Gömlek ve pantolon sattığı iş yerinde boş vakitlerini değerlendirmek için bu işi yaptığının altını çizen İnceoğlu, "Bunları satın almak isteyenler çok oluyor. Ama satmıyorum. Hatta bazıları dükkana geldiklerinde bir tane ahşap evlerinden satarsan gömlek ve pantolonda satın alırım diyor. Ben bunlara fiyat biçemiyorum çünkü bunlar maliyetli bir şey değil, tamamen el işi emekle yapılan ürünlerdir.
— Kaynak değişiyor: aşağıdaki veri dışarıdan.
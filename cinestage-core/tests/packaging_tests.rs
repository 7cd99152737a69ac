// cinestage-core/tests/packaging_tests.rs
//
// ABR packaging through the public API: manifest determinism under
// out-of-order rung completion, multi-source merge validation and the
// no-partial-manifest rule.

use cinestage_core::config::{PipelineConfig, PipelineConfigBuilder};
use cinestage_core::error::CoreError;
use cinestage_core::external::mocks::{MockInvoker, MockProber, MockResponse, sample_artifact};
use cinestage_core::external::{CancelToken, Tool};
use cinestage_core::media::Resolution;
use cinestage_core::packaging::{self, MergeMethod};
use cinestage_core::pipeline::StageContext;
use std::fs;
use std::path::Path;
use std::time::Duration;
use tempfile::tempdir;

fn config(root: &Path) -> PipelineConfig {
    PipelineConfigBuilder::new()
        .output_root(root)
        .max_parallel_encodes(4)
        .segment_duration_secs(6)
        .build()
}

#[test]
fn manifest_order_ignores_completion_order() -> Result<(), Box<dyn std::error::Error>> {
    let dir = tempdir()?;
    let config = config(dir.path());
    let invoker = MockInvoker::new();
    // the top rung finishes last, the bottom rung first
    for (rung, millis) in [("1080p", 300), ("720p", 200), ("480p", 100), ("360p", 0)] {
        invoker.expect_delayed(
            Tool::Ffmpeg,
            Some(&format!("{rung}_%03d.ts")),
            MockResponse::ok(),
            Duration::from_millis(millis),
        );
    }
    let prober = MockProber::with_frame_rate(30.0);
    let cancel = CancelToken::new();
    let ctx = StageContext {
        invoker: &invoker,
        prober: &prober,
        config: &config,
        cancel: &cancel,
    };

    let source = sample_artifact(Path::new("/videos/clip_upscaled.mp4"), 30.0);
    let result = packaging::package(&ctx, &[source], "clip", &dir.path().join("packaging"))?;
    assert_eq!(result.merge_method, MergeMethod::Copy);
    assert_eq!(result.variants.len(), 4);

    let manifest = fs::read_to_string(&result.master_manifest)?;
    let bandwidths: Vec<&str> = manifest
        .lines()
        .filter_map(|l| l.strip_prefix("#EXT-X-STREAM-INF:BANDWIDTH="))
        .map(|l| l.split(',').next().unwrap_or(""))
        .collect();
    assert_eq!(bandwidths, vec!["5000000", "2800000", "1400000", "800000"]);
    assert!(manifest.starts_with("#EXTM3U\n#EXT-X-VERSION:3\n"));
    assert!(manifest.contains("variants/1080p/1080p.m3u8"));

    // every rung carries the closed-GOP settings for 6s segments at 30 fps
    let rungs: Vec<_> = invoker
        .calls_for(Tool::Ffmpeg)
        .into_iter()
        .filter(|c| c.value_of("-hls_time").is_some())
        .collect();
    assert_eq!(rungs.len(), 4);
    for rung in rungs {
        assert_eq!(rung.value_of("-g").as_deref(), Some("180"));
        assert_eq!(rung.value_of("-keyint_min").as_deref(), Some("180"));
        assert_eq!(rung.value_of("-sc_threshold").as_deref(), Some("0"));
    }
    Ok(())
}

#[test]
fn failed_rung_leaves_no_manifest() -> Result<(), Box<dyn std::error::Error>> {
    let dir = tempdir()?;
    let config = config(dir.path());
    let invoker = MockInvoker::new();
    invoker.expect(
        Tool::Ffmpeg,
        Some("480p_%03d.ts"),
        MockResponse::Exit {
            code: 1,
            stderr: "Conversion failed!".to_string(),
        },
    );
    let prober = MockProber::with_frame_rate(30.0);
    let cancel = CancelToken::new();
    let ctx = StageContext {
        invoker: &invoker,
        prober: &prober,
        config: &config,
        cancel: &cancel,
    };

    let source = sample_artifact(Path::new("/videos/clip.mp4"), 30.0);
    let out = dir.path().join("packaging");
    let err = packaging::package(&ctx, &[source], "clip", &out).unwrap_err();
    assert!(matches!(err, CoreError::ToolExecution { .. }), "{err}");
    assert!(!out.join("hls/master.m3u8").exists());
    Ok(())
}

#[test]
fn mismatched_sources_are_rejected_before_concatenation() -> Result<(), Box<dyn std::error::Error>> {
    let dir = tempdir()?;
    let config = config(dir.path());
    let invoker = MockInvoker::new();
    let prober = MockProber::with_frame_rate(30.0);
    let cancel = CancelToken::new();
    let ctx = StageContext {
        invoker: &invoker,
        prober: &prober,
        config: &config,
        cancel: &cancel,
    };

    let first = sample_artifact(Path::new("/videos/part1.mp4"), 30.0);
    let mut second = sample_artifact(Path::new("/videos/part2.mp4"), 30.0);
    second.resolution = Resolution::new(1920, 1080);

    let err = packaging::package(&ctx, &[first, second], "joined", &dir.path().join("p"))
        .unwrap_err();
    assert!(matches!(err, CoreError::IncompatibleSources(_)));
    assert!(invoker.calls().is_empty());
    Ok(())
}

#[test]
fn matching_sources_are_concatenated_losslessly() -> Result<(), Box<dyn std::error::Error>> {
    let dir = tempdir()?;
    let config = config(dir.path());
    let invoker = MockInvoker::new();
    let prober = MockProber::with_frame_rate(30.0);
    let cancel = CancelToken::new();
    let ctx = StageContext {
        invoker: &invoker,
        prober: &prober,
        config: &config,
        cancel: &cancel,
    };

    let parts = vec![
        sample_artifact(Path::new("/videos/part1.mp4"), 30.0),
        sample_artifact(Path::new("/videos/part2.mp4"), 30.0),
    ];
    let result = packaging::package(&ctx, &parts, "joined", &dir.path().join("p"))?;
    assert_eq!(result.merge_method, MergeMethod::Concat);

    let concat = &invoker.calls_for(Tool::Ffmpeg)[0];
    assert_eq!(concat.value_of("-f").as_deref(), Some("concat"));
    assert_eq!(concat.value_of("-c").as_deref(), Some("copy"));
    Ok(())
}

#[cfg(unix)]
#[test]
fn failed_rung_leaves_no_segments_behind() -> Result<(), Box<dyn std::error::Error>> {
    use cinestage_core::external::ProcessInvoker;
    use cinestage_core::packaging::EncodingProfile;
    use std::os::unix::fs::PermissionsExt;

    let dir = tempdir()?;
    // Copies succeed; a rung writes its first segment and then fails.
    let ffmpeg = dir.path().join("ffmpeg");
    fs::write(
        &ffmpeg,
        r#"#!/bin/sh
seg=""
prev=""
last=""
for arg in "$@"; do
  if [ "$prev" = "-hls_segment_filename" ]; then seg="$arg"; fi
  prev="$arg"
  last="$arg"
done
if [ -n "$seg" ]; then
  touch "$(echo "$seg" | sed 's/%03d/000/')"
  echo "Conversion failed!" >&2
  exit 1
fi
touch "$last"
"#,
    )?;
    fs::set_permissions(&ffmpeg, fs::Permissions::from_mode(0o755))?;

    let mut config = PipelineConfigBuilder::new()
        .output_root(dir.path())
        .normalize_master(false)
        .build();
    config.packaging.ladder = vec![EncodingProfile::new("360p", 640, 360, 800)];
    config.tools.ffmpeg = ffmpeg.to_string_lossy().into_owned();

    let invoker = ProcessInvoker::default();
    let prober = MockProber::with_frame_rate(30.0);
    let cancel = CancelToken::new();
    let ctx = StageContext {
        invoker: &invoker,
        prober: &prober,
        config: &config,
        cancel: &cancel,
    };

    let source = sample_artifact(Path::new("/videos/clip_upscaled.mp4"), 30.0);
    let out_dir = dir.path().join("packaging");
    let err = packaging::package(&ctx, &[source], "clip", &out_dir).unwrap_err();
    assert!(matches!(err, CoreError::ToolExecution { .. }), "unexpected error: {err}");

    let variant_dir = out_dir.join("hls/variants/360p");
    assert!(!variant_dir.join("360p_000.ts").exists());
    assert!(!variant_dir.join("360p.m3u8").exists());
    assert!(!out_dir.join("hls/master.m3u8").exists());
    Ok(())
}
Satmaya kıyamıyorum. İlerleyen zamanlarda ne yapacağım bilmiyorum ama ben ahşap ustası değilim. Bu işi zevkten ve keyiften yapıyorum. Bu işi yapanlara da saygısızlık yapmak istemiyorum. Bir sergi açmak benim haddim değil ama Saraçlar'da bir sokak sergisi açabilirim" dedi.
Kendi mesleği olmadığı halde bir birinden güzel eserleri ortaya çıkaran İnceoğlu, "Ben burada bu işi hobi olarak yaptığım için bunların bitmesinin belli bir zamanı yok. Gün geliyor yarım saat yapıyorum, gün geliyor hiç yapmıyorum. Müsteri olmadığı zaman çoğunlukla maketleri yapıyorum. Çünkü çalışmaya başladığım anda her yerim toz oluyor. Müşteri geldiğinde ben üzerimi temizleyerek kalkıyorum. Ama ortalama bir tanesi 1 ay sürüyor. Her gün çalışsam daha fazla olur. Biraz mesleğimin dışında olabilir ama. Sonuçta gömlek, pantolon satıyorum ama kimseye zarar vermeden işlerimi ufak yerde hallediyorum. Her insanın bence bir meşgalesi olmalıdır." dedi.